Data for the task:
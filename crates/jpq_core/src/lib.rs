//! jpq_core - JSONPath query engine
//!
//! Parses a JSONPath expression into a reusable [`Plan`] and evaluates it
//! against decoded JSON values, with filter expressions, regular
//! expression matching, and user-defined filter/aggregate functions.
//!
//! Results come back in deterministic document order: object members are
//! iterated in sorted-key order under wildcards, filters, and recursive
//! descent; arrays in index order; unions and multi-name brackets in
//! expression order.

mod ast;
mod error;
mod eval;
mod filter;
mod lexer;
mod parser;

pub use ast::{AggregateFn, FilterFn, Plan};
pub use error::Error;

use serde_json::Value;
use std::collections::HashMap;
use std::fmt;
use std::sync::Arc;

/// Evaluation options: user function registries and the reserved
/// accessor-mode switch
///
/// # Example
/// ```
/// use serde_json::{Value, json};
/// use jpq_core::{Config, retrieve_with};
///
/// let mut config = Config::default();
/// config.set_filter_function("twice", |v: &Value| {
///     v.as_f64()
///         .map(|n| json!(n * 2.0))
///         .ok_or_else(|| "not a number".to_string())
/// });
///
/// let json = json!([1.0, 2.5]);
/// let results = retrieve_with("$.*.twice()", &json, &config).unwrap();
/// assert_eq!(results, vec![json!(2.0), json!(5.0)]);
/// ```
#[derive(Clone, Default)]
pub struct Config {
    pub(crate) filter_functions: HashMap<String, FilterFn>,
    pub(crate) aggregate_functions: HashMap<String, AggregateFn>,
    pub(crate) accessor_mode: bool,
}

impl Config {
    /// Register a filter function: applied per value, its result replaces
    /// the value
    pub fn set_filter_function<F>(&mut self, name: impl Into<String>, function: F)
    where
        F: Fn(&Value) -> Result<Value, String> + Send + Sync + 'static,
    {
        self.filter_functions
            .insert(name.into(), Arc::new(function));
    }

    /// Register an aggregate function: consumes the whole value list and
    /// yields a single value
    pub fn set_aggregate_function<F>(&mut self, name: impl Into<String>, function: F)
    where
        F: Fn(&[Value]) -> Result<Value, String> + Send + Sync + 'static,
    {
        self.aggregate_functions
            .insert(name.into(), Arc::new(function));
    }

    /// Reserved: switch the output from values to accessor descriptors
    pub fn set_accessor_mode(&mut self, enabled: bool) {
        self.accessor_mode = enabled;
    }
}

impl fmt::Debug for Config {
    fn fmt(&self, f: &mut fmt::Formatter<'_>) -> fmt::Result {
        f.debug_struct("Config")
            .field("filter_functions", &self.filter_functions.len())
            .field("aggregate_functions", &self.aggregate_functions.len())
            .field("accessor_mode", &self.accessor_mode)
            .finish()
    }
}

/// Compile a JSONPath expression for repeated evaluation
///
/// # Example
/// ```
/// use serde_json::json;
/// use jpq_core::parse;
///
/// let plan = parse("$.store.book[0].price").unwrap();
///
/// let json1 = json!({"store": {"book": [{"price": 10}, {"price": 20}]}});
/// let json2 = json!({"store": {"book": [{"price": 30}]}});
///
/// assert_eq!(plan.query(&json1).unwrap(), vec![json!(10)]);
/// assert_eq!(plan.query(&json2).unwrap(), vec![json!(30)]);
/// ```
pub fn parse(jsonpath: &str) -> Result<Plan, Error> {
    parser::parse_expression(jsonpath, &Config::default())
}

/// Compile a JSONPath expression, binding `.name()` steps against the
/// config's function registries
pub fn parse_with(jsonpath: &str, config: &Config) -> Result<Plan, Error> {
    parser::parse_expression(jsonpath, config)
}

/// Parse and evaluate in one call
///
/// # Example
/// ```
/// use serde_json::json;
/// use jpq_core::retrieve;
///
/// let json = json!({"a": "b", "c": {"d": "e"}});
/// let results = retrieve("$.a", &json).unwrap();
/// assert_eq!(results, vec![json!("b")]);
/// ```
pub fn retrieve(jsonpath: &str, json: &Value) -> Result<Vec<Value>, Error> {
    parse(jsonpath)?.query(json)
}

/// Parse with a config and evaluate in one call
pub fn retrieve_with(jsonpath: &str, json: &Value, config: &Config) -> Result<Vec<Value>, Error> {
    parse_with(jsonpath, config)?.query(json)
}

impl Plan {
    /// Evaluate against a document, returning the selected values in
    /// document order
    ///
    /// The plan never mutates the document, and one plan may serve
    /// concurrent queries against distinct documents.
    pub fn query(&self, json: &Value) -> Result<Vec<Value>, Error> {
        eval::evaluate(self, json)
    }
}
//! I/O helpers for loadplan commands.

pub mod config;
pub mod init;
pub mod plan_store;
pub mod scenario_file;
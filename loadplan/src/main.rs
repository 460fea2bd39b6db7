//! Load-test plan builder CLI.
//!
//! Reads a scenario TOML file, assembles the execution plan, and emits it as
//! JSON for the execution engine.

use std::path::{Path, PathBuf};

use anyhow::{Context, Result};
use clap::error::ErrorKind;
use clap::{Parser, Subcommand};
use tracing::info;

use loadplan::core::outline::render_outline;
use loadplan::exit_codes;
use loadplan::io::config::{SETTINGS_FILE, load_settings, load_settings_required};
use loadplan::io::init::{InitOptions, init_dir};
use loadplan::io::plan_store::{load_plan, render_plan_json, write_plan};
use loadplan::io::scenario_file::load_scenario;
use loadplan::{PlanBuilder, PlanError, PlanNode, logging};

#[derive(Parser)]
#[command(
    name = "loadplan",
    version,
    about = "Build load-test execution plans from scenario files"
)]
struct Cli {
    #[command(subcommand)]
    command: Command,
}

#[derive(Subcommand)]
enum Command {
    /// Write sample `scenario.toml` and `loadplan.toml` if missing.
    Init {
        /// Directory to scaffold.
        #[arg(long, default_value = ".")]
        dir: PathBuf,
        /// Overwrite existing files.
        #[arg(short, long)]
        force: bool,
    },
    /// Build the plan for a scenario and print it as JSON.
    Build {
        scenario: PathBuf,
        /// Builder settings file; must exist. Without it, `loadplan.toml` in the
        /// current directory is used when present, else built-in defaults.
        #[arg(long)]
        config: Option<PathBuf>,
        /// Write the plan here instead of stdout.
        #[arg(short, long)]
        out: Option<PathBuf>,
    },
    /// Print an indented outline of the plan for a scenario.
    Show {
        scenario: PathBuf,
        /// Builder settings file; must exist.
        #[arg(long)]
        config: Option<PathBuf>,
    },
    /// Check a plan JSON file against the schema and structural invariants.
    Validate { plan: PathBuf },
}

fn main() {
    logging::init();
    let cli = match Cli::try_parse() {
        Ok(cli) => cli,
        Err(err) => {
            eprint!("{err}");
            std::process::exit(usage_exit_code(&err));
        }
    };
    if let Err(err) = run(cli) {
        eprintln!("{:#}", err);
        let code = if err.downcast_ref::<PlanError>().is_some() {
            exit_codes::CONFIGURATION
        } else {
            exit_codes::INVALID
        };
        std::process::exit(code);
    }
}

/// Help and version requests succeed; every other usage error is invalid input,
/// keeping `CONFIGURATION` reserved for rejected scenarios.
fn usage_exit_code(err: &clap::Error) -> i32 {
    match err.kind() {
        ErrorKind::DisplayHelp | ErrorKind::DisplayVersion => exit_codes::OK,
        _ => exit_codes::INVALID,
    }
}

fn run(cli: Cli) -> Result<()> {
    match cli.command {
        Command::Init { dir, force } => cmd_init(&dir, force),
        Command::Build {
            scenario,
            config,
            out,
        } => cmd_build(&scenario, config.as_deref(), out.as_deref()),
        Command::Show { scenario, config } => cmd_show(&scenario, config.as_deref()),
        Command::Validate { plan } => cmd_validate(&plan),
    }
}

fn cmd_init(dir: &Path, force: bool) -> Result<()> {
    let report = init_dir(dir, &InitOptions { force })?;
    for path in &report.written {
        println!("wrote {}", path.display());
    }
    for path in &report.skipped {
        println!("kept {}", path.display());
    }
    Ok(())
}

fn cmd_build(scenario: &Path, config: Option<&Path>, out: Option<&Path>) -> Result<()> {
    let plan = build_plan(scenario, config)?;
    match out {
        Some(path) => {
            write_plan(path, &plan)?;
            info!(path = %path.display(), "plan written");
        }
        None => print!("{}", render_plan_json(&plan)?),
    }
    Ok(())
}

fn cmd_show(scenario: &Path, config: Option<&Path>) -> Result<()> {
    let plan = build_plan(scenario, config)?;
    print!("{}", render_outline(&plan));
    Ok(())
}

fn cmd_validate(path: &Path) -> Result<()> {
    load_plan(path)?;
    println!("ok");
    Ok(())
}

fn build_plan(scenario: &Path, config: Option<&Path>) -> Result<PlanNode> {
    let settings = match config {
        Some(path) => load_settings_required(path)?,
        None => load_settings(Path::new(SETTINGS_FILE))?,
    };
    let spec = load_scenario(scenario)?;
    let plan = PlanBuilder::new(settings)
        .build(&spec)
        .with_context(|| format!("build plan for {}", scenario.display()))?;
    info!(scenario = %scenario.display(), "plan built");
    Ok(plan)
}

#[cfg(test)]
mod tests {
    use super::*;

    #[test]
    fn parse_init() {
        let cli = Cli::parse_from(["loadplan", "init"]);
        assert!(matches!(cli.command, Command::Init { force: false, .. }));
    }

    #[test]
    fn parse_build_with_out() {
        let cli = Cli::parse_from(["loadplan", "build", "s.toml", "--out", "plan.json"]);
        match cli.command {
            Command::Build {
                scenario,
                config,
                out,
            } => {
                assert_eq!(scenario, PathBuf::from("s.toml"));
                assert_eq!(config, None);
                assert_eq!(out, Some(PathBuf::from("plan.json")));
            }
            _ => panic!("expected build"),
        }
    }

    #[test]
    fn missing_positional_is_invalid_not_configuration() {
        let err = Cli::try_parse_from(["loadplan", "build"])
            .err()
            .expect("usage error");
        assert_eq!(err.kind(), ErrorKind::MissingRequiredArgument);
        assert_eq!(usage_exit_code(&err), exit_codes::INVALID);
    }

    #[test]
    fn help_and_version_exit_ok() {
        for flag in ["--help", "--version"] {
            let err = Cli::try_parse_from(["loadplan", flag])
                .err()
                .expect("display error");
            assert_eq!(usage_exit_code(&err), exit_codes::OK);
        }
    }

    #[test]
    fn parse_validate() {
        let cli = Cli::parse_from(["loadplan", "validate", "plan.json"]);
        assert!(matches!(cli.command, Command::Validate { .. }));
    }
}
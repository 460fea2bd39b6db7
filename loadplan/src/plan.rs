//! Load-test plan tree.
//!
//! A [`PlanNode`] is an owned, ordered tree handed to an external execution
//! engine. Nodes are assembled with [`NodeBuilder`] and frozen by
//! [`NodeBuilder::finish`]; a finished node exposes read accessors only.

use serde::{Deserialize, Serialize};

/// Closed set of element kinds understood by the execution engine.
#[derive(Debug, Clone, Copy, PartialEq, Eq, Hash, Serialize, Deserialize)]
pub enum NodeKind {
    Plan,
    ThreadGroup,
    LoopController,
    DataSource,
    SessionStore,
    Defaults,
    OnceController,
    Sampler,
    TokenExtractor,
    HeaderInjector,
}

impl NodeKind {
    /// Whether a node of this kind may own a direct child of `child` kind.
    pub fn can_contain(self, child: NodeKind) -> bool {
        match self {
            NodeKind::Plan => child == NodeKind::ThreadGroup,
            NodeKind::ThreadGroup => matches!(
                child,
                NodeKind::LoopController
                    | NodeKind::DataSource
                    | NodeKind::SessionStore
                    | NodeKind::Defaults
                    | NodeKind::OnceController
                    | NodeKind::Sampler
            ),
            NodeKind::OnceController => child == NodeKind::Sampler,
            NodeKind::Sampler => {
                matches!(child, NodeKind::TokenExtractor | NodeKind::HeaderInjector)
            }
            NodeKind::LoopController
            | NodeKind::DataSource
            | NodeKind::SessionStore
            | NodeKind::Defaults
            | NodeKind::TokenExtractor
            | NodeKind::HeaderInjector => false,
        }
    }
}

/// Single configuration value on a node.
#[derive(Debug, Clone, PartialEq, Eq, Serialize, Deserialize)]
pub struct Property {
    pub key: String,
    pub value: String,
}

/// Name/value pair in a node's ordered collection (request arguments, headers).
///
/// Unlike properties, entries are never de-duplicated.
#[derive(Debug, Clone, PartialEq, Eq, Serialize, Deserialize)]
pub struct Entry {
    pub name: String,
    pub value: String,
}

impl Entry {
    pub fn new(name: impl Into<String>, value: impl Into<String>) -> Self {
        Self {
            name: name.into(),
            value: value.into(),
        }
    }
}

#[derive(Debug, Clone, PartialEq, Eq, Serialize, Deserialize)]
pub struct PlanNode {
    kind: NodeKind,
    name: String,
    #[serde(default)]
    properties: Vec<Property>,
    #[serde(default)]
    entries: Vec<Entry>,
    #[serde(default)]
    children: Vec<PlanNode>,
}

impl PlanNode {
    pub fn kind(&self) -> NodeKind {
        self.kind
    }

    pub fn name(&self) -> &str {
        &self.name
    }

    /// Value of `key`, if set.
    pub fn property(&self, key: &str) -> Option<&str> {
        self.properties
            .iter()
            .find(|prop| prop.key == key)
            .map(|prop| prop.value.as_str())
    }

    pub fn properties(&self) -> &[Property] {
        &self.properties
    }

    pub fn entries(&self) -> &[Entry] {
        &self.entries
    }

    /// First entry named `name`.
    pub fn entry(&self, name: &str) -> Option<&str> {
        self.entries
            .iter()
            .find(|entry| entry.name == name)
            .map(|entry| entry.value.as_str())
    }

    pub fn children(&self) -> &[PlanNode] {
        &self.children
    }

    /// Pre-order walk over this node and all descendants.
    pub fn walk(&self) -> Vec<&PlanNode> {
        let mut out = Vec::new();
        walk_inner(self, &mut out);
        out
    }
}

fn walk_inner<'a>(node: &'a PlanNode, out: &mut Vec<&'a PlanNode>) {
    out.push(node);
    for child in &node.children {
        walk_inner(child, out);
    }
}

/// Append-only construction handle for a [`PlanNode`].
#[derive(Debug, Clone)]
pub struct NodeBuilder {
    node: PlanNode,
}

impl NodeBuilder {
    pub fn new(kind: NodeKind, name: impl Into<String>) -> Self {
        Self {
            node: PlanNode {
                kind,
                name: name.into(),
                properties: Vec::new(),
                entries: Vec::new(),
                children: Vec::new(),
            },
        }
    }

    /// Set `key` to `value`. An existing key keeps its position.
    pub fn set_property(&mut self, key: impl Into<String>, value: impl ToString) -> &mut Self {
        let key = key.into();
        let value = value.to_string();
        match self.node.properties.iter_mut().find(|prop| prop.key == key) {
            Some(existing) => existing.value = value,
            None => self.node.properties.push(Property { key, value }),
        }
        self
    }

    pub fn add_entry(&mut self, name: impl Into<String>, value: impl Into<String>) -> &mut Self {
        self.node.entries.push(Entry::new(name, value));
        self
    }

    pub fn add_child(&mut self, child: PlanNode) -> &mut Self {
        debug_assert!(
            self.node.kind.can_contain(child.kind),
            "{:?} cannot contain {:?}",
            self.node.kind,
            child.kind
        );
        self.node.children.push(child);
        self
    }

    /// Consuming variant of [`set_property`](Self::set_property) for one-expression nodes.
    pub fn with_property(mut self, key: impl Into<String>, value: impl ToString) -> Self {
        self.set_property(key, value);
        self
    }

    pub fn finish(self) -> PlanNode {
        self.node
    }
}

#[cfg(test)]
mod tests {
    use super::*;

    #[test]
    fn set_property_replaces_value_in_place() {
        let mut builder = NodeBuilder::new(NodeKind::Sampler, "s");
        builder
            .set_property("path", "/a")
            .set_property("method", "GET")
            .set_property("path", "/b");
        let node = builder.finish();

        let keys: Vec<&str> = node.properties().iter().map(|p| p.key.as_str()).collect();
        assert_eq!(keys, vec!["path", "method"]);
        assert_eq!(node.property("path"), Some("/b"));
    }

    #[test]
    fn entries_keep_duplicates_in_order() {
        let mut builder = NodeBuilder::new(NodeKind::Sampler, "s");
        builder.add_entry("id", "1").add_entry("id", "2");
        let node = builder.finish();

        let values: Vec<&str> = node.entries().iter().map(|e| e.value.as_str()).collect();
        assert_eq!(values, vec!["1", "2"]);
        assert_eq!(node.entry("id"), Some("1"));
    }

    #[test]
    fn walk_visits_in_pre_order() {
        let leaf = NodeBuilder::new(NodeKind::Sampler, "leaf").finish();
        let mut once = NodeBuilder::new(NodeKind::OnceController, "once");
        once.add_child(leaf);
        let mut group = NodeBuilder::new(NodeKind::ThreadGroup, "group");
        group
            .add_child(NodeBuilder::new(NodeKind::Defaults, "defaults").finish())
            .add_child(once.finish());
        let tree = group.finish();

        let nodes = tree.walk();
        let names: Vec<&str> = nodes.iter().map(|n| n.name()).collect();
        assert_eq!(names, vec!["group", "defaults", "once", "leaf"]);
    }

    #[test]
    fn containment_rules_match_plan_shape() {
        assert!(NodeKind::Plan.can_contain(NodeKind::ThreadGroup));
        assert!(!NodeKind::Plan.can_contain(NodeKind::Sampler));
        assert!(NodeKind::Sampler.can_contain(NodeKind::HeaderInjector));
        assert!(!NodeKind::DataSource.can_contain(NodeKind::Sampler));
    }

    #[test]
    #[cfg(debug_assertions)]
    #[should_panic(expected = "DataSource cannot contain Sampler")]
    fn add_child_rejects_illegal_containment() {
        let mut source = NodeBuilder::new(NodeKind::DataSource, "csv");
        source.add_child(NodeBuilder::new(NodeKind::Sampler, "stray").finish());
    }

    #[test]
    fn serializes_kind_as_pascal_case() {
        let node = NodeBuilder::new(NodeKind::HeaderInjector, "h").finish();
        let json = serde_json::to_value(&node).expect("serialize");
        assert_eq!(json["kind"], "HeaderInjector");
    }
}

Problem to solve:
Your task is to copy each line of the entries that includes the word "unwrap".

Written answer:
/// let results = retrieve_with("$.*.twice()", &json, &config).unwrap();
/// let plan = parse("$.store.book[0].price").unwrap();
/// assert_eq!(plan.query(&json1).unwrap(), vec![json!(10)]);
/// assert_eq!(plan.query(&json2).unwrap(), vec![json!(30)]);
/// let results = retrieve("$.a", &json).unwrap();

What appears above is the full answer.